- The Washington Times - Tuesday, October 7, 2003

DENVER (AP) — A federal appeals court yesterday cleared the way for the Federal Trade Commission to operate the national do-not-call list, pending a court decision over whether the registry violates the telemarketing industry’s free-speech rights.

The registry started last week, but its operation had been turned over from the FTC to the Federal Communications Commission because of concerns that the FTC had overstepped its legal authority.

The 10th U.S. Circuit Court of Appeals said the FTC could run the registry while a challenge from telemarketers winds its way through the courts. Oral arguments were scheduled in Tulsa, Okla., on Nov. 10.

More than 50 million people have signed up for the free registry.

Late last month, U.S. District Judge Edward Nottingham of Denver had barred the FTC from putting the registry into effect because the list unfairly blocks calls from businesses but not charities.

In staying his ruling, the appeals court suggested that conclusion was too broad.

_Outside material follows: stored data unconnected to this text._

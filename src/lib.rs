//! Formatting and validation of international phone numbers while they are
//! being typed.
//!
//! A country maps to a template such as `(##) #####-####`. Keystrokes are
//! reduced to digits, re-rendered through the template and the caret is
//! moved back next to the digit it was on.
//!
//! ```
//! use phonemask::{COUNTRY_CATALOG, format, is_complete, remap_cursor};
//!
//! let brazil = COUNTRY_CATALOG.find_by_code("br").unwrap();
//! let formatted = format("11999998888", brazil.format);
//! assert_eq!(formatted, "(11) 99999-8888");
//! assert!(is_complete(&formatted, brazil.max_length));
//! assert_eq!(remap_cursor("119", "(11) 9", 2), 3);
//! ```
mod phonemask;
mod string_util;
pub mod catalog;
pub mod i18n;

/// Replaces the boilerplate of declaring compiled-in country records.
mod macros;

#[cfg(test)]
mod tests;

pub use catalog::{COUNTRY_CATALOG, Catalog, CountryRecord};
pub use phonemask::*;
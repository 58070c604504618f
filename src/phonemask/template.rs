// Copyright (C) 2025 The phonemask Authors
//
// Licensed under the Apache License, Version 2.0 (the "License");
// you may not use this file except in compliance with the License.
// You may obtain a copy of the License at
//
// http://www.apache.org/licenses/LICENSE-2.0
//
// Unless required by applicable law or agreed to in writing, software
// distributed under the License is distributed on an "AS IS" BASIS,
// WITHOUT WARRANTIES OR CONDITIONS OF ANY KIND, either express or implied.
// See the License for the specific language governing permissions and
// limitations under the License.

use super::helper_constants::DIGIT_PLACEHOLDER;

/// A single position of a formatting template.
#[derive(Debug, Clone, Copy, PartialEq, Eq)]
pub enum TemplateToken {
    /// Next input digit goes here.
    Digit,
    /// Separator copied verbatim while digits remain.
    Literal(char),
}

/// Pre-parsed formatting pattern such as `(##) #####-####`.
#[derive(Debug, Clone, PartialEq, Eq)]
pub struct Template {
    tokens: Vec<TemplateToken>,
    slot_count: usize,
}

impl Template {
    pub fn parse(pattern: &str) -> Self {
        let tokens: Vec<TemplateToken> = pattern
            .chars()
            .map(|c| {
                if c == DIGIT_PLACEHOLDER {
                    TemplateToken::Digit
                } else {
                    TemplateToken::Literal(c)
                }
            })
            .collect();
        let slot_count = tokens
            .iter()
            .filter(|token| matches!(token, TemplateToken::Digit))
            .count();
        Self { tokens, slot_count }
    }

    /// Number of digit slots, i.e. the digit count of a complete number.
    pub fn slot_count(&self) -> usize {
        self.slot_count
    }

    pub fn tokens(&self) -> &[TemplateToken] {
        &self.tokens
    }

    pub fn is_empty(&self) -> bool {
        self.tokens.is_empty()
    }

    /// Places `digits` into the template slots left to right.
    ///
    /// Rendering stops as soon as either the digits or the template run out,
    /// so a separator is never emitted after the last supplied digit and
    /// digits beyond the last slot are dropped. Non-digit characters in
    /// `digits` are skipped.
    pub fn render(&self, digits: &str) -> String {
        let mut remaining = digits.chars().filter(char::is_ascii_digit).peekable();
        let mut formatted = String::with_capacity(self.tokens.len());

        for token in &self.tokens {
            if remaining.peek().is_none() {
                break;
            }
            match token {
                TemplateToken::Digit => {
                    if let Some(digit) = remaining.next() {
                        formatted.push(digit);
                    }
                }
                TemplateToken::Literal(c) => formatted.push(*c),
            }
        }
        formatted
    }
}
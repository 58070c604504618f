// Copyright (C) 2025 The phonemask Authors
//
// Licensed under the Apache License, Version 2.0 (the "License");
// you may not use this file except in compliance with the License.
// You may obtain a copy of the License at
//
// http://www.apache.org/licenses/LICENSE-2.0
//
// Unless required by applicable law or agreed to in writing, software
// distributed under the License is distributed on an "AS IS" BASIS,
// WITHOUT WARRANTIES OR CONDITIONS OF ANY KIND, either express or implied.
// See the License for the specific language governing permissions and
// limitations under the License.

use strum::{AsRefStr, Display, EnumIter, EnumString};

/// Visual validation state of an input field.
#[derive(Debug, Clone, Copy, PartialEq, Eq, Hash, AsRefStr, Display, EnumIter, EnumString)]
#[strum(serialize_all = "snake_case")]
pub enum Feedback {
    /// Nothing to show: feedback disabled, empty field, or validation
    /// deferred until the field loses focus.
    Hidden,
    /// The number is complete for its country.
    Valid,
    /// Still being typed and not too long yet.
    Pending,
    /// Incomplete after leaving the field, or longer than the country allows.
    Invalid,
}

/// Notifications produced for the surrounding input component.
///
/// The event name (`change`, `countryChange`, `focus`, `blur`) is available
/// through [`AsRef<str>`].
#[derive(Debug, Clone, PartialEq, Eq, AsRefStr)]
#[strum(serialize_all = "camelCase")]
pub enum PhoneInputEvent {
    Change {
        value: String,
        raw_value: String,
        country_code: String,
        is_valid: bool,
    },
    CountryChange {
        country_code: String,
        dial_code: String,
        country_name: String,
    },
    Focus {
        value: String,
    },
    Blur {
        value: String,
        is_valid: bool,
    },
}

impl PhoneInputEvent {
    pub fn name(&self) -> &str {
        self.as_ref()
    }
}
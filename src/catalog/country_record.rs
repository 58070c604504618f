// Copyright (C) 2025 The phonemask Authors
//
// Licensed under the Apache License, Version 2.0 (the "License");
// you may not use this file except in compliance with the License.
// You may obtain a copy of the License at
//
// http://www.apache.org/licenses/LICENSE-2.0
//
// Unless required by applicable law or agreed to in writing, software
// distributed under the License is distributed on an "AS IS" BASIS,
// WITHOUT WARRANTIES OR CONDITIONS OF ANY KIND, either express or implied.
// See the License for the specific language governing permissions and
// limitations under the License.

use crate::{phonemask::Template, string_util::strip_plus};

/// One selectable country: its dial code and the template its national
/// numbers are rendered through.
///
/// `max_length` equals the number of `#` slots in `format`; catalogs built
/// through [`Catalog::new`](super::Catalog::new) reject records that break
/// this.
#[derive(Debug, Clone, Copy, PartialEq, Eq, Hash)]
pub struct CountryRecord {
    /// Two-letter code, unique within a catalog.
    pub code: &'static str,
    pub name: &'static str,
    /// `+` followed by one to four digits. Several countries may share one.
    pub dial_code: &'static str,
    pub flag: &'static str,
    /// Template such as `(##) #####-####`.
    pub format: &'static str,
    /// Example formatted number, display only.
    pub placeholder: &'static str,
    pub max_length: usize,
}

impl CountryRecord {
    pub const fn new(
        code: &'static str,
        name: &'static str,
        dial_code: &'static str,
        flag: &'static str,
        format: &'static str,
        placeholder: &'static str,
        max_length: usize,
    ) -> Self {
        Self { code, name, dial_code, flag, format, placeholder, max_length }
    }

    /// Dial code without the leading `+`.
    pub fn dial_digits(&self) -> &'static str {
        strip_plus(self.dial_code)
    }

    pub fn template(&self) -> Template {
        Template::parse(self.format)
    }

    /// Picker label, e.g. `🇧🇷 Brazil (+55)`.
    pub fn label(&self) -> String {
        format!("{} {} ({})", self.flag, self.name, self.dial_code)
    }
}
// Copyright (C) 2025 The phonemask Authors
//
// Licensed under the Apache License, Version 2.0 (the "License");
// you may not use this file except in compliance with the License.
// You may obtain a copy of the License at
//
// http://www.apache.org/licenses/LICENSE-2.0
//
// Unless required by applicable law or agreed to in writing, software
// distributed under the License is distributed on an "AS IS" BASIS,
// WITHOUT WARRANTIES OR CONDITIONS OF ANY KIND, either express or implied.
// See the License for the specific language governing permissions and
// limitations under the License.

use std::{borrow::Cow, sync::LazyLock};

use log::trace;
use regex::Regex;

use super::{
    helper_constants::{
        DISPLAY_SEPARATOR, MAX_LENGTH_DIAL_CODE, MIN_LENGTH_DIAL_CODE,
        MIN_LENGTH_FOR_NATIONAL_NUMBER, PLUS_SIGN, SANITIZE_PATTERN,
    },
    helper_functions::{count_digits, digits_only, looks_international},
    helper_types::ParsedPhoneNumber,
    template::Template,
};
use crate::{catalog::CountryRecord, string_util::strip_plus};

static SANITIZE_REGEX: LazyLock<Regex> = LazyLock::new(|| {
    Regex::new(SANITIZE_PATTERN).expect("sanitize pattern is a valid regex")
});

/// Renders the digits of `text` through `template`.
///
/// Empty text or an empty template hands the input back untouched.
/// Otherwise the result follows [`Template::render`]: partial input yields
/// a trimmed prefix (`"119"` through `(##) #####-####` is `(11) 9`) and
/// surplus digits are dropped.
pub fn format<'a>(text: &'a str, template: &str) -> Cow<'a, str> {
    if text.is_empty() || template.is_empty() {
        return Cow::Borrowed(text);
    }
    Cow::Owned(Template::parse(template).render(&digits_only(text)))
}

/// Maps a caret position in `old_text` to the position in `new_text` that
/// sits right after the same logical digit.
///
/// `old_cursor` and the result are character offsets. A cursor beyond the
/// end of `old_text` is treated as sitting at its end.
pub fn remap_cursor(old_text: &str, new_text: &str, old_cursor: usize) -> usize {
    let digits_before = old_text
        .chars()
        .take(old_cursor)
        .filter(char::is_ascii_digit)
        .count();
    cursor_after_digits(new_text, digits_before)
}

/// Position right after the `digits`-th digit of `text`, or the end of
/// `text` when it holds fewer digits. With zero digits the caret goes to
/// the start, unless `text` has no digit at all.
pub(crate) fn cursor_after_digits(text: &str, digits: usize) -> usize {
    if digits == 0 && text.chars().any(|c| c.is_ascii_digit()) {
        return 0;
    }
    let mut seen = 0;
    for (position, c) in text.chars().enumerate() {
        if c.is_ascii_digit() {
            seen += 1;
            if seen == digits {
                return position + 1;
            }
        }
    }
    text.chars().count()
}

/// True when `text` holds exactly `max_length` digits. Empty input is never
/// complete.
pub fn is_complete(text: &str, max_length: usize) -> bool {
    if text.is_empty() {
        return false;
    }
    count_digits(text) == max_length
}

/// True while the digit count is in `1..=max_length`, i.e. the number may
/// still become complete.
pub fn is_within_length(text: &str, max_length: usize) -> bool {
    (1..=max_length).contains(&count_digits(text))
}

/// Splits `text` into dial code and national number.
///
/// International-looking input (leading `+`, or more than eleven digits) is
/// split greedily: dial code lengths four down to one are tried and the
/// first one leaving at least six national digits wins. Known dial codes
/// are not consulted, so `+5511999998888` splits as `+5511` / `999998888`.
/// Anything else is national and keeps `default_dial_code`.
pub fn parse(text: &str, default_dial_code: &str) -> ParsedPhoneNumber {
    if text.is_empty() {
        return ParsedPhoneNumber::national(default_dial_code, String::new());
    }

    let digits = digits_only(text);
    if looks_international(text, &digits) {
        for dial_code_len in (MIN_LENGTH_DIAL_CODE..=MAX_LENGTH_DIAL_CODE).rev() {
            if digits.len() < dial_code_len + MIN_LENGTH_FOR_NATIONAL_NUMBER {
                continue;
            }
            let (dial_digits, national_number) = digits.split_at(dial_code_len);
            trace!(
                "Split '{}' into dial code +{} and national number {}",
                text, dial_digits, national_number
            );
            return ParsedPhoneNumber::new(
                fast_cat::concat_str!(PLUS_SIGN, dial_digits),
                national_number.to_owned(),
                true,
            );
        }
        trace!("No dial code split leaves enough digits in '{}'", text);
    }

    ParsedPhoneNumber::national(default_dial_code, digits.into_owned())
}

/// Joins dial code and national digits into `+<dial><national>` with no
/// separators. Returns an empty string when either part is empty.
pub fn build_international(dial_code: &str, national_number: &str) -> String {
    if dial_code.is_empty() || national_number.is_empty() {
        return String::new();
    }
    let dial_digits = strip_plus(dial_code);
    let national_digits = digits_only(national_number);
    fast_cat::concat_str!(PLUS_SIGN, dial_digits, &national_digits)
}

/// Keystroke filter: keeps digits, whitespace, hyphens, parentheses and
/// `+`, dropping everything else.
pub fn sanitize_input(text: &str) -> Cow<'_, str> {
    SANITIZE_REGEX.replace_all(text, "")
}

/// Picks the first country of `countries` whose dial code prefixes the
/// digits of an international-looking `text`.
pub fn detect_country_from_input<'c>(
    text: &str,
    countries: &'c [CountryRecord],
) -> Option<&'c CountryRecord> {
    if text.is_empty() {
        return None;
    }
    let digits = digits_only(text);
    if !looks_international(text, &digits) {
        return None;
    }
    let detected = countries
        .iter()
        .find(|country| digits.starts_with(country.dial_digits()));
    if let Some(country) = detected {
        trace!("Detected {} from input '{}'", country.code, text);
    }
    detected
}

/// Display form of a number: the national number alone, or
/// `"<dial code> <national number>"` when `include_dial_code` is set.
pub fn display_value(dial_code: &str, national_number: &str, include_dial_code: bool) -> String {
    if national_number.is_empty() {
        return String::new();
    }
    if !include_dial_code {
        return national_number.to_owned();
    }
    fast_cat::concat_str!(dial_code, DISPLAY_SEPARATOR, national_number)
}
mod phonemask_tests;

static ONCE: std::sync::Once = std::sync::Once::new();

pub(crate) fn init_logging() {
    ONCE.call_once(|| {
        colog::default_builder()
            .filter_level(log::LevelFilter::Trace)
            .init()
    });
}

“The Supreme Court has held that there is undoubtedly a substantial governmental interest in the prevention of abusive and coercive sales practices,” the court said. “The prevention of intrusion upon privacy in the home is another paradigmatic substantial governmental interest.”

The court also noted that Congress had found some telemarketing calls “have subjected consumers to substantial fraud, deception and abuse.”

“Today’s decision … is a victory for Americans who want to reduce the nuisance of unwanted telephone solicitations,” President Bush said in a statement last night.

Officials with the American Teleservices Association in Indianapolis declined immediate comment.

The FTC issued rules in December creating the national do-not-call list.

The free registry went into effect last week after the government scrambled to overhaul the system following the court challenges. The FTC gave up most control of the list to the FCC.

Congress then passed the Do-Not-Call Implementation Act giving the agency authority to collect fees from telemarketers to establish and enforce the list. Mr. Bush signed that bill. He also signed the Omnibus Appropriations Act in February authorizing the FTC to enforce the do-not-call provisions.

It was Judge Nottingham’s ruling that had been closely watched because of the constitutional issues.

Attorneys for telemarketers argued the FTC has not shown charitable calls are less annoying than commercial calls. They also said the First Amendment rights of telemarketers need to be protected.

Regulators say the list will stop up to 80 percent of the 104 million calls that telemarketers attempt daily.

The list is widely popular. In the first 14 hours that consumers could sign up to block telemarketing calls, nearly 650,000 people added numbers to the list. By September, nearly 134,000 D.C. residents, 1.1 million Maryland residents and 1.5 million Virginia residents put their numbers on the registry.